Radion Posyevkin

Personal information
- Full name: Radion Dmytrovych Posyevkin
- Date of birth: 18 May 2001 (age 25)
- Place of birth: Kremenchuk, Ukraine
- Height: 1.77 m (5 ft 9+1⁄2 in)
- Position: Midfielder

Team information
- Current team: Nyva Ternopil
- Number: 18

Youth career
- 2014–2018: Kremin Kremenchuk
- 2017: → Dynamo Kyiv (loan)

Senior career*
- Years: Team / Apps / (Gls)
- 2018–2022: Vorskla Poltava / 3 / (0)
- 2021–2022: → Hirnyk-Sport Horishni Plavni (loan) / 4 / (0)
- 2022–2024: Hirnyk-Sport Horishni Plavni / 40 / (5)
- 2024–: Nyva Ternopil / 34 / (2)

International career^{‡}
- 2016–2017: Ukraine U16 / 2 / (0)
- 2019: Ukraine U19 / 3 / (0)

= Radion Posyevkin =

Ukrainian footballer

Radion Dmytrovych Posyevkin (Радіон Дмитрович Посєвкін; born 18 May 2001) is a Ukrainian professional football midfielder who plays for Nyva Ternopil.

==Career==
Born in Poltava Oblast, Posyevkin is a product of local Kremin Kremenchuk youth sportive school system.

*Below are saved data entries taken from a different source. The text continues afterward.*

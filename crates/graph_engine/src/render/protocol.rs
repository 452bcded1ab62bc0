//! Submission protocol state machine
//!
//! Shared by the video, audio and physics renderers:
//!
//! ```text
//! Uninitialized --init--> Ready
//! Ready --begin_submission--> Submitting --(set_current | push)*--> Submitting
//! Submitting --end_submission--> Submitted
//! Submitted | Ready --begin_rendering--> Rendering --end_rendering--> Ready
//! ```
//!
//! Items are double buffered: pushes fill the pending queue while the
//! previously submitted batch stays available to the renderer.

use std::fmt;
use std::mem;

use crate::render::RenderError;

/// Protocol state
#[derive(Debug, Clone, Copy, PartialEq, Eq, Hash)]
pub enum SubmissionState {
    /// Not initialized
    Uninitialized,
    /// Between cycles
    Ready,
    /// Inside Begin/EndSubmission
    Submitting,
    /// A batch is waiting to be rendered
    Submitted,
    /// Inside Begin/EndRendering
    Rendering,
}

impl fmt::Display for SubmissionState {
    fn fmt(&self, f: &mut fmt::Formatter<'_>) -> fmt::Result {
        fmt::Debug::fmt(self, f)
    }
}

/// Current context and double-buffered item queues
#[derive(Debug)]
pub struct SubmissionCore<C, I> {
    state: SubmissionState,
    current: Option<C>,
    pending: Vec<I>,
    submitted: Vec<I>,
    frame: u64,
}

impl<C, I> Default for SubmissionCore<C, I> {
    fn default() -> Self {
        Self {
            state: SubmissionState::Uninitialized,
            current: None,
            pending: Vec::new(),
            submitted: Vec::new(),
            frame: 0,
        }
    }
}

impl<C, I> SubmissionCore<C, I> {
    /// Uninitialized core
    pub fn new() -> Self {
        Self::default()
    }

    /// Protocol state
    pub fn state(&self) -> SubmissionState {
        self.state
    }

    /// Render cycle counter; pushes are stamped with it
    pub fn frame(&self) -> u64 {
        self.frame
    }

    /// Context set during the latest submission
    pub fn current(&self) -> Option<&C> {
        self.current.as_ref()
    }

    /// Items of the latest completed submission
    pub fn submitted(&self) -> &[I] {
        &self.submitted
    }

    /// Items pushed so far in the open submission
    pub fn pending(&self) -> &[I] {
        &self.pending
    }

    fn expect(&self, expected: SubmissionState) -> Result<(), RenderError> {
        if self.state == expected {
            Ok(())
        } else {
            Err(RenderError::WrongState {
                expected,
                actual: self.state,
            })
        }
    }

    /// Uninitialized -> Ready
    pub fn init(&mut self) -> Result<(), RenderError> {
        self.expect(SubmissionState::Uninitialized)?;
        self.state = SubmissionState::Ready;
        Ok(())
    }

    /// Any state -> Uninitialized, dropping queued items
    pub fn reset(&mut self) {
        self.state = SubmissionState::Uninitialized;
        self.current = None;
        self.pending.clear();
        self.submitted.clear();
    }

    /// Ready -> Submitting
    pub fn begin_submission(&mut self) -> Result<(), RenderError> {
        self.expect(SubmissionState::Ready)?;
        self.pending.clear();
        self.current = None;
        self.state = SubmissionState::Submitting;
        Ok(())
    }

    /// Submitting -> Ready, discarding the open submission
    ///
    /// The previously submitted batch is kept. Returns whether a submission
    /// was open.
    pub fn abort_submission(&mut self) -> bool {
        if self.state != SubmissionState::Submitting {
            return false;
        }
        self.pending.clear();
        self.current = None;
        self.state = SubmissionState::Ready;
        true
    }

    /// Set the current context; only legal while submitting
    pub fn set_current(&mut self, current: C) -> Result<(), RenderError> {
        self.check_submitting()?;
        self.current = Some(current);
        Ok(())
    }

    /// Queue an item; only legal while submitting
    pub fn push(&mut self, item: I) -> Result<(), RenderError> {
        self.check_submitting()?;
        self.pending.push(item);
        Ok(())
    }

    /// Fails with [`RenderError::NotSubmitting`] outside Begin/EndSubmission
    pub fn check_submitting(&self) -> Result<(), RenderError> {
        if self.state == SubmissionState::Submitting {
            Ok(())
        } else {
            Err(RenderError::NotSubmitting(self.state))
        }
    }

    /// Submitting -> Submitted, publishing the pending queue
    pub fn end_submission(&mut self) -> Result<(), RenderError> {
        self.expect(SubmissionState::Submitting)?;
        self.submitted = mem::take(&mut self.pending);
        self.state = SubmissionState::Submitted;
        Ok(())
    }

    /// Submitted or Ready -> Rendering
    ///
    /// Starting from Ready re-renders the previous batch.
    pub fn begin_rendering(&mut self) -> Result<(), RenderError> {
        match self.state {
            SubmissionState::Submitted | SubmissionState::Ready => {
                self.state = SubmissionState::Rendering;
                Ok(())
            }
            actual => Err(RenderError::WrongState {
                expected: SubmissionState::Submitted,
                actual,
            }),
        }
    }

    /// Rendering -> Ready, completing the cycle
    pub fn end_rendering(&mut self) -> Result<(), RenderError> {
        self.expect(SubmissionState::Rendering)?;
        self.frame += 1;
        self.state = SubmissionState::Ready;
        Ok(())
    }
}

#[cfg(test)]
mod tests {
    use super::*;

    #[test]
    fn test_full_cycle_publishes_batch() {
        let mut core = SubmissionCore::<&str, u32>::new();
        core.init().unwrap();
        core.begin_submission().unwrap();
        core.set_current("camera").unwrap();
        core.push(1).unwrap();
        core.push(2).unwrap();
        assert!(core.submitted().is_empty());
        core.end_submission().unwrap();
        assert_eq!(core.submitted(), &[1, 2]);
        core.begin_rendering().unwrap();
        core.end_rendering().unwrap();
        assert_eq!(core.frame(), 1);
        assert_eq!(core.state(), SubmissionState::Ready);
        assert_eq!(core.current(), Some(&"camera"));
    }

    #[test]
    fn test_push_outside_submission_fails() {
        let mut core = SubmissionCore::<(), u32>::new();
        assert_eq!(core.push(1), Err(RenderError::NotSubmitting(SubmissionState::Uninitialized)));
        core.init().unwrap();
        assert_eq!(core.push(1), Err(RenderError::NotSubmitting(SubmissionState::Ready)));
        core.begin_submission().unwrap();
        core.end_submission().unwrap();
        assert!(core.set_current(()).is_err());
        assert!(core.push(1).is_err());
    }

    #[test]
    fn test_out_of_order_calls_rejected() {
        let mut core = SubmissionCore::<(), u32>::new();
        assert!(core.begin_submission().is_err());
        core.init().unwrap();
        assert!(core.end_submission().is_err());
        assert!(core.end_rendering().is_err());
        core.begin_submission().unwrap();
        assert!(core.begin_rendering().is_err());
    }

    #[test]
    fn test_abort_keeps_previous_batch() {
        let mut core = SubmissionCore::<(), u32>::new();
        core.init().unwrap();
        assert!(!core.abort_submission());
        core.begin_submission().unwrap();
        core.push(7).unwrap();
        core.end_submission().unwrap();
        core.begin_rendering().unwrap();
        core.end_rendering().unwrap();

        core.begin_submission().unwrap();
        core.push(8).unwrap();
        assert!(core.abort_submission());
        assert_eq!(core.state(), SubmissionState::Ready);
        assert!(core.pending().is_empty());
        assert_eq!(core.submitted(), &[7]);
        core.begin_submission().unwrap();
    }
}
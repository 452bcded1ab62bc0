//! # Resources
//!
//! Loaded data the graph consumes: animations played by animation
//! controllers and graph templates instantiated by the graph factory.
//! Parsing binary resource formats is not part of this crate; resources
//! arrive as serde documents (TOML or RON) or are built in code.

pub mod animation;
pub mod graph_factory;
pub mod template;

use std::collections::HashMap;

use crate::foundation::collections::{ResourceKey, SlotMap};

pub use crate::target::ResourceTarget;
pub use animation::{Animation, AnimationClip, Keyframe};
pub use graph_factory::GraphFactory;
pub use template::{ControllerTemplate, GraphTemplate, NodeTemplate};

/// A loaded resource
#[derive(Debug, Clone)]
pub enum Resource {
    /// Keyframe animation
    Animation(Animation),
    /// Scene graph template
    Graph(GraphTemplate),
}

impl Resource {
    /// The animation, if this is one
    pub fn as_animation(&self) -> Option<&Animation> {
        match self {
            Self::Animation(animation) => Some(animation),
            Self::Graph(_) => None,
        }
    }

    /// The graph template, if this is one
    pub fn as_graph(&self) -> Option<&GraphTemplate> {
        match self {
            Self::Graph(template) => Some(template),
            Self::Animation(_) => None,
        }
    }
}

/// Named resource storage
#[derive(Debug, Default)]
pub struct ResourceSet {
    resources: SlotMap<ResourceKey, Resource>,
    names: HashMap<String, ResourceKey>,
}

impl ResourceSet {
    /// Create an empty set
    pub fn new() -> Self {
        Self::default()
    }

    /// Insert a resource, replacing any resource of the same name
    ///
    /// A replaced resource gets a fresh key, so targets bound to the old one
    /// must re-resolve.
    pub fn insert(&mut self, name: impl Into<String>, resource: Resource) -> ResourceKey {
        let name = name.into();
        if let Some(old) = self.names.remove(&name) {
            self.resources.remove(old);
        }
        let key = self.resources.insert(resource);
        log::debug!("Loaded resource '{name}'");
        self.names.insert(name, key);
        key
    }

    /// Remove a resource by name
    pub fn remove(&mut self, name: &str) -> Option<Resource> {
        let key = self.names.remove(name)?;
        self.resources.remove(key)
    }

    /// Key of a named resource
    pub fn find(&self, name: &str) -> Option<ResourceKey> {
        self.names.get(name).copied()
    }

    /// Resource by key
    pub fn get(&self, key: ResourceKey) -> Option<&Resource> {
        self.resources.get(key)
    }

    /// Resource by name
    pub fn by_name(&self, name: &str) -> Option<&Resource> {
        self.get(self.find(name)?)
    }

    /// Number of resources
    pub fn len(&self) -> usize {
        self.resources.len()
    }

    /// Whether the set is empty
    pub fn is_empty(&self) -> bool {
        self.resources.is_empty()
    }
}
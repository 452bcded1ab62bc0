//! Scene graph templates
//!
//! Serde descriptions of a subtree: node classes, identifiers, flags,
//! attributes, controllers and children. Instantiated by
//! [`GraphFactory`](super::GraphFactory).

use std::path::Path;

use serde::{Deserialize, Serialize};

use crate::config::{Config, ConfigError, ConfigFormat};
use crate::graph::Attributes;

/// Template of one controller
#[derive(Debug, Clone, Default, PartialEq, Serialize, Deserialize)]
#[serde(default)]
pub struct ControllerTemplate {
    /// Registered controller class
    pub class: String,
    /// Attributes passed to `Controller::configure`
    pub attributes: Attributes,
}

/// Template of one node and its subtree
#[derive(Debug, Clone, PartialEq, Serialize, Deserialize)]
#[serde(default)]
pub struct NodeTemplate {
    /// Registered node class
    pub class: String,
    /// Identifier within the enclosing namespace
    pub id: String,
    /// Initial active flag
    pub active: bool,
    /// Initial visible flag
    pub visible: bool,
    /// Attributes passed to `NodeBehavior::configure`
    pub attributes: Attributes,
    /// Controllers, attached in order
    pub controllers: Vec<ControllerTemplate>,
    /// Children, attached in order
    pub children: Vec<NodeTemplate>,
}

impl Default for NodeTemplate {
    fn default() -> Self {
        Self {
            class: "Group".to_string(),
            id: String::new(),
            active: true,
            visible: true,
            attributes: Attributes::new(),
            controllers: Vec::new(),
            children: Vec::new(),
        }
    }
}

impl NodeTemplate {
    /// Template of a node of the given class
    pub fn new(class: impl Into<String>) -> Self {
        Self {
            class: class.into(),
            ..Self::default()
        }
    }

    /// Number of nodes in the subtree, this one included
    pub fn node_count(&self) -> usize {
        1 + self.children.iter().map(Self::node_count).sum::<usize>()
    }
}

/// Template of a whole subtree
#[derive(Debug, Clone, Default, PartialEq, Serialize, Deserialize)]
#[serde(default)]
pub struct GraphTemplate {
    /// Top node of the subtree
    pub root: NodeTemplate,
}

impl Config for GraphTemplate {}

impl GraphTemplate {
    /// Parse a TOML template
    pub fn from_toml_str(contents: &str) -> Result<Self, ConfigError> {
        Self::load_from_str(contents, ConfigFormat::Toml)
    }

    /// Parse a RON template
    pub fn from_ron_str(contents: &str) -> Result<Self, ConfigError> {
        Self::load_from_str(contents, ConfigFormat::Ron)
    }

    /// Load a template, choosing the format by extension
    pub fn load(path: impl AsRef<Path>) -> Result<Self, ConfigError> {
        let template = Self::load_from_file(path.as_ref())?;
        log::info!(
            "Loaded graph template '{}' ({} nodes)",
            path.as_ref().display(),
            template.root.node_count()
        );
        Ok(template)
    }
}
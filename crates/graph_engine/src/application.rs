//! Application trait and lifecycle management

use crate::engine::{Engine, EngineError};
use crate::graph::GraphError;
use thiserror::Error;

/// Application lifecycle trait
///
/// Implement this trait to drive a scene graph with [`Engine::run`].
pub trait Application {
    /// Initialize the application
    ///
    /// Called once after the engine is initialized. Build and initialize the
    /// scene graph here.
    fn initialize(&mut self, engine: &mut Engine) -> Result<(), AppError>;

    /// Update the application
    ///
    /// Called every frame before the engine step.
    ///
    /// # Arguments
    /// * `engine` - Mutable reference to the engine
    /// * `delta_time` - Time since last frame in seconds
    fn update(&mut self, engine: &mut Engine, delta_time: f64) -> Result<(), AppError>;

    /// Cleanup the application
    ///
    /// Called once when the loop ends, before the engine tears the graph down.
    fn cleanup(&mut self, engine: &mut Engine);
}

/// Application-level errors
#[derive(Error, Debug)]
pub enum AppError {
    /// Engine error propagated to application level
    #[error("Engine error: {0}")]
    Engine(#[from] EngineError),

    /// Scene graph error
    #[error("Graph error: {0}")]
    Graph(#[from] GraphError),

    /// Custom application error
    #[error("Application error: {0}")]
    Custom(String),

    /// Configuration error
    #[error("Config error: {0}")]
    Config(String),
}
//! # Targets
//!
//! Weak, lazily resolved references from a node or controller to other
//! nodes or to resources. A target never keeps what it points at alive:
//! node slots hold generational keys that simply stop resolving once the
//! node is destroyed.

pub mod node_target;
pub mod resource_target;

pub use node_target::{NodeTarget, TargetSlot};
pub use resource_target::ResourceTarget;
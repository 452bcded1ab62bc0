//! Init and DeInit cascades, and secondary parent links
//!
//! `init_graph` attaches an unattached subtree below a live parent and runs,
//! per node: controller PreInit, the node's own init, the children, then
//! controller PostInit. `deinit_graph` is the mirror image and finally
//! detaches the subtree from every parent.
//!
//! A failure anywhere in the subtree is recorded in [`Root::init_results`]
//! and the cascade carries on with siblings. Nodes that were visited stay
//! initialized; the caller cleans up with `deinit_graph`.

use crate::foundation::collections::NodeKey;
use crate::graph::lock::LockMode;
use crate::graph::node::{Capabilities, NodeState};
use crate::graph::{GraphError, Root};
use crate::tracker::{DeInitTracker, InitTracker, Tracker};

impl Root {
    /// Attach `node` below `parent` and initialize its subtree
    ///
    /// `index` is the position among the parent's children; `None` appends.
    /// Returns `Ok(false)` when any error diagnostic was recorded.
    pub fn init_graph(
        &mut self,
        node: NodeKey,
        parent: NodeKey,
        index: Option<usize>,
        mode: LockMode,
    ) -> Result<bool, GraphError> {
        let _guard = self.lock.enter(mode)?;

        if node == self.root_node() {
            return Err(GraphError::RootNode);
        }
        let record = self.nodes.get(node).ok_or(GraphError::StaleNode(node))?;
        if record.state != NodeState::Unattached {
            return Err(GraphError::AlreadyInitialized);
        }
        if !record.parents.is_empty() {
            return Err(GraphError::AlreadyAttached);
        }
        let parent_record = self.nodes.get(parent).ok_or(GraphError::StaleNode(parent))?;
        if parent_record.state != NodeState::Initialized {
            return Err(GraphError::ParentNotInitialized);
        }
        if self.is_ancestor_or_self(node, parent) {
            return Err(GraphError::WouldCycle);
        }

        let children = &mut self.nodes[parent].children;
        let position = index.map_or(children.len(), |index| index.min(children.len()));
        children.insert(position, node);
        self.nodes[node].parents.push(parent);

        let namespace = self.enclosing_namespace(parent);
        let mut tracker = InitTracker::new(self.take_user_data());
        self.init_node(node, namespace, &mut tracker);

        let ok = tracker.core().error_count() == 0;
        let (results, user_data) = tracker.into_core().finish();
        self.restore_user_data(user_data);
        if ok {
            log::debug!("Initialized subtree '{}'", self.nodes[node].id);
        } else {
            log::warn!(
                "Subtree '{}' initialized with {} diagnostics",
                self.nodes[node].id,
                results.len()
            );
        }
        self.init_results.extend(results);
        Ok(ok)
    }

    fn init_node(&mut self, key: NodeKey, namespace: NodeKey, tracker: &mut InitTracker) {
        let Some(record) = self.nodes.get_mut(key) else {
            return;
        };
        if record.state != NodeState::Unattached {
            return;
        }
        let id = record.id.clone();
        let previous = tracker.core_mut().enter(key, &id);

        if tracker.depth() > self.config.graph.max_depth {
            tracker.add_error(format!(
                "maximum graph depth {} exceeded; subtree skipped",
                self.config.graph.max_depth
            ));
            tracker.core_mut().leave(previous);
            return;
        }

        record_state(self, key, NodeState::Initializing);
        self.nodes[key].namespace = Some(namespace);
        let is_namespace = self.nodes[key].capabilities.contains(Capabilities::NAMESPACE);
        if is_namespace {
            self.identifiers.entry(key).or_default();
        }
        if !id.is_empty() {
            if let Err(error) = self.register_identifier(namespace, &id, key) {
                if self.config.graph.strict_identifiers {
                    tracker.add_error(error.to_string());
                } else {
                    tracker.add_warning(error.to_string());
                }
            }
        }

        let controllers = self.nodes[key].controllers.clone();
        for &controller in &controllers {
            self.controller_pre_init(controller, tracker);
        }

        let ok = self
            .with_node_behavior(key, |behavior, ctx| behavior.init(ctx, tracker))
            .unwrap_or(true);
        if !ok {
            tracker.add_error("node failed to initialize");
        }

        let child_namespace = if is_namespace { key } else { namespace };
        let children = self.nodes[key].children.clone();
        for child in children {
            if self.nodes.get(child).and_then(|record| record.primary_parent()) == Some(key) {
                self.init_node(child, child_namespace, tracker);
            }
        }

        for &controller in &controllers {
            self.controller_post_init(controller, tracker);
        }

        record_state(self, key, NodeState::Initialized);
        tracker.core_mut().leave(previous);
    }

    /// De-initialize the subtree of `node` and detach it from every parent
    ///
    /// `parent` must be the node's primary parent. Secondary links of every
    /// de-initialized node are dropped; primary links below `node` are kept
    /// so the subtree can be initialized again.
    pub fn deinit_graph(&mut self, node: NodeKey, parent: NodeKey, mode: LockMode) -> Result<bool, GraphError> {
        let _guard = self.lock.enter(mode)?;

        if node == self.root_node() {
            return Err(GraphError::RootNode);
        }
        let record = self.nodes.get(node).ok_or(GraphError::StaleNode(node))?;
        match record.state {
            NodeState::Initialized => {}
            NodeState::Unattached => return Err(GraphError::NotInitialized),
            _ => return Err(GraphError::GraphBusy),
        }
        match record.parents.iter().position(|&candidate| candidate == parent) {
            Some(0) => {}
            Some(_) => return Err(GraphError::NotPrimaryParent),
            None => return Err(GraphError::NotAChild),
        }

        let mut tracker = DeInitTracker::new(self.take_user_data());
        self.deinit_node(node, &mut tracker);

        let parents = std::mem::take(&mut self.nodes[node].parents);
        for parent in parents {
            if let Some(parent) = self.nodes.get_mut(parent) {
                parent.children.retain(|&child| child != node);
            }
        }

        let ok = tracker.core().error_count() == 0;
        let (results, user_data) = tracker.into_core().finish();
        self.restore_user_data(user_data);
        log::debug!("De-initialized subtree '{}'", self.nodes[node].id);
        self.deinit_results.extend(results);
        Ok(ok)
    }

    fn deinit_node(&mut self, key: NodeKey, tracker: &mut DeInitTracker) {
        let Some(record) = self.nodes.get(key) else {
            return;
        };
        if record.state != NodeState::Initialized {
            return;
        }
        let id = record.id.clone();
        let previous = tracker.core_mut().enter(key, &id);
        record_state(self, key, NodeState::DeInitializing);

        let controllers = self.nodes[key].controllers.clone();
        for &controller in &controllers {
            self.controller_pre_deinit(controller, tracker);
        }

        let children = self.nodes[key].children.clone();
        for &child in children.iter().rev() {
            if self.nodes.get(child).and_then(|record| record.primary_parent()) == Some(key) {
                self.deinit_node(child, tracker);
            } else {
                self.drop_link(key, child);
            }
        }

        let ok = self
            .with_node_behavior(key, |behavior, ctx| behavior.deinit(ctx, tracker))
            .unwrap_or(true);
        if !ok {
            tracker.add_error("node failed to de-initialize");
        }

        let record = &mut self.nodes[key];
        let namespace = record.namespace.take();
        let is_namespace = record.capabilities.contains(Capabilities::NAMESPACE);
        let secondary: Vec<NodeKey> = record.parents.iter().skip(1).copied().collect();
        if let Some(namespace) = namespace {
            if !id.is_empty() {
                self.unregister_identifier(namespace, &id, key);
            }
        }
        if is_namespace {
            self.drop_namespace_index(key);
        }
        for parent in secondary {
            self.drop_link(parent, key);
        }

        for &controller in &controllers {
            self.controller_post_deinit(controller, tracker);
        }

        record_state(self, key, NodeState::Unattached);
        tracker.core_mut().leave(previous);
    }

    /// Link an initialized node below a second parent
    ///
    /// The node is not initialized again; traversals visit it once per
    /// parent.
    pub fn link_node(
        &mut self,
        parent: NodeKey,
        child: NodeKey,
        index: Option<usize>,
        mode: LockMode,
    ) -> Result<(), GraphError> {
        let _guard = self.lock.enter(mode)?;

        if child == self.root_node() {
            return Err(GraphError::RootNode);
        }
        let child_record = self.nodes.get(child).ok_or(GraphError::StaleNode(child))?;
        if child_record.state != NodeState::Initialized {
            return Err(GraphError::NotInitialized);
        }
        let parent_record = self.nodes.get(parent).ok_or(GraphError::StaleNode(parent))?;
        if parent_record.state != NodeState::Initialized {
            return Err(GraphError::ParentNotInitialized);
        }
        if parent_record.children.contains(&child) {
            return Err(GraphError::AlreadyLinked);
        }
        if self.is_ancestor_or_self(child, parent) {
            return Err(GraphError::WouldCycle);
        }

        let children = &mut self.nodes[parent].children;
        let position = index.map_or(children.len(), |index| index.min(children.len()));
        children.insert(position, child);
        self.nodes[child].parents.push(parent);
        Ok(())
    }

    /// Remove a secondary parent link
    pub fn unlink_node(&mut self, parent: NodeKey, child: NodeKey, mode: LockMode) -> Result<(), GraphError> {
        let _guard = self.lock.enter(mode)?;

        let record = self.nodes.get(child).ok_or(GraphError::StaleNode(child))?;
        match record.parents.iter().position(|&candidate| candidate == parent) {
            None => Err(GraphError::NotAChild),
            Some(0) => Err(GraphError::PrimaryLink),
            Some(_) => {
                self.drop_link(parent, child);
                Ok(())
            }
        }
    }

    fn drop_link(&mut self, parent: NodeKey, child: NodeKey) {
        if let Some(record) = self.nodes.get_mut(parent) {
            record.children.retain(|&candidate| candidate != child);
        }
        if let Some(record) = self.nodes.get_mut(child) {
            record.parents.retain(|&candidate| candidate != parent);
        }
    }
}

fn record_state(root: &mut Root, key: NodeKey, state: NodeState) {
    if let Some(record) = root.nodes.get_mut(key) {
        record.state = state;
    }
}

In August 2018 he was signed by Vorskla Poltava. He made his debut as a second half-time substituted player for Vorskla Poltava in the Ukrainian Premier League in an away drawing match against FC Lviv on 3 July 2020.

On 31 August 2024, Posyevkin signed with Nyva Ternopil.